Re: Implementation

From: Russell Standish <R.Standish.domain.name.hidden>
Date: Wed, 28 Jul 1999 10:51:50 +1000 (EST)

>
> Jacques Mallah (jqm1584.domain.name.hidden):
> > The Turing test is a rule of thumb, not a necessary or sufficient
> > condition. [for consciousness]
>
> Balderdash!!
>
> > The standard example is a huge look-up table (HLUT). This is a
> > database that contains an answer that will be printed out (or voice
>
> I certainly consider the lookup table implementation of a
> Turing-test-passer as conscious as any other implementation.
>

With any HLUT algorithm, the machine will eventually fail the Turing
test if we quiz it long enough. The situation is probably even better
than that - the HLUT algorithm is most likely of higher computation
complexity that the Turing test required to falsify it.

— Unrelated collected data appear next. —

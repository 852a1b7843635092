//! The inter-rank wire format: a flat encoding of a sequence of
//! [`SearchResult`]s, grounded in `original_source`'s
//! `Result::serialize`/`deserialize` (`MPIEngine.h`). The record count is
//! carried out-of-band (by the transport's own length-then-payload gather,
//! §4.12) rather than embedded in the stream, so a payload is just
//! `record+` — each record decoded until the buffer is exhausted.
//!
//! Per result: `order:u64_le` (combination length) · `indices:u32_le[order]`
//! · `score:f32_le`.

use crate::result::SearchResult;

/// Appends the wire encoding of one result to `out`.
pub fn encode_result(result: &SearchResult, out: &mut Vec<u8>) {
    out.extend_from_slice(&(result.combination.len() as u64).to_le_bytes());
    for &idx in &result.combination {
        out.extend_from_slice(&(idx as u32).to_le_bytes());
    }
    out.extend_from_slice(&result.score.to_le_bytes());
}

/// Encodes a full slice of results as each result's encoding back to back,
/// with no count prefix — the payload one rank sends to the root.
pub fn encode_results(results: &[SearchResult]) -> Vec<u8> {
    let mut out = Vec::new();
    for r in results {
        encode_result(r, &mut out);
    }
    out
}

#[derive(Debug, thiserror::Error)]
pub enum DecodeError {
    #[error("truncated wire payload: needed {needed} more bytes, had {available}")]
    Truncated { needed: usize, available: usize },
}

struct Cursor<'a> {
    buf: &'a [u8],
    pos: usize,
}

impl<'a> Cursor<'a> {
    fn take(&mut self, n: usize) -> Result<&'a [u8], DecodeError> {
        if self.buf.len() - self.pos < n {
            return Err(DecodeError::Truncated {
                needed: n,
                available: self.buf.len() - self.pos,
            });
        }
        let s = &self.buf[self.pos..self.pos + n];
        self.pos += n;
        Ok(s)
    }

    fn take_u64(&mut self) -> Result<u64, DecodeError> {
        Ok(u64::from_le_bytes(self.take(8)?.try_into().unwrap()))
    }

    fn take_u32(&mut self) -> Result<u32, DecodeError> {
        Ok(u32::from_le_bytes(self.take(4)?.try_into().unwrap()))
    }

    fn take_f32(&mut self) -> Result<f32, DecodeError> {
        Ok(f32::from_le_bytes(self.take(4)?.try_into().unwrap()))
    }
}

fn decode_one(cur: &mut Cursor) -> Result<SearchResult, DecodeError> {
    let order = cur.take_u64()? as usize;
    let mut combination = Vec::with_capacity(order);
    for _ in 0..order {
        combination.push(cur.take_u32()? as usize);
    }
    let score = cur.take_f32()?;
    Ok(SearchResult::new(combination, score))
}

/// Decodes a buffer produced by [`encode_results`]: one record after
/// another until the buffer is exhausted.
pub fn decode_results(buf: &[u8]) -> Result<Vec<SearchResult>, DecodeError> {
    let mut cur = Cursor { buf, pos: 0 };
    let mut out = Vec::new();
    while cur.pos < cur.buf.len() {
        out.push(decode_one(&mut cur)?);
    }
    Ok(out)
}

However, in the context of our Olympia story, we know the questions of
the Turing test before hand. I think you will agree that that it is
trivial to construct a nonconcious entity that will pass that
particular Turing test. In retrospect, I was being a little vague in
my argument.


> An HLUT could be produced by a compiler expanding a "conventionally"
> written AI program, unrolling loops and turning branches
> into parallel code tracks, resulting in a unidirectional
> code tree, each branchpoint switched by input or by time events.
> The tree ends at every point where the consciousness is
> deemed to "die", presumably finite on all branches.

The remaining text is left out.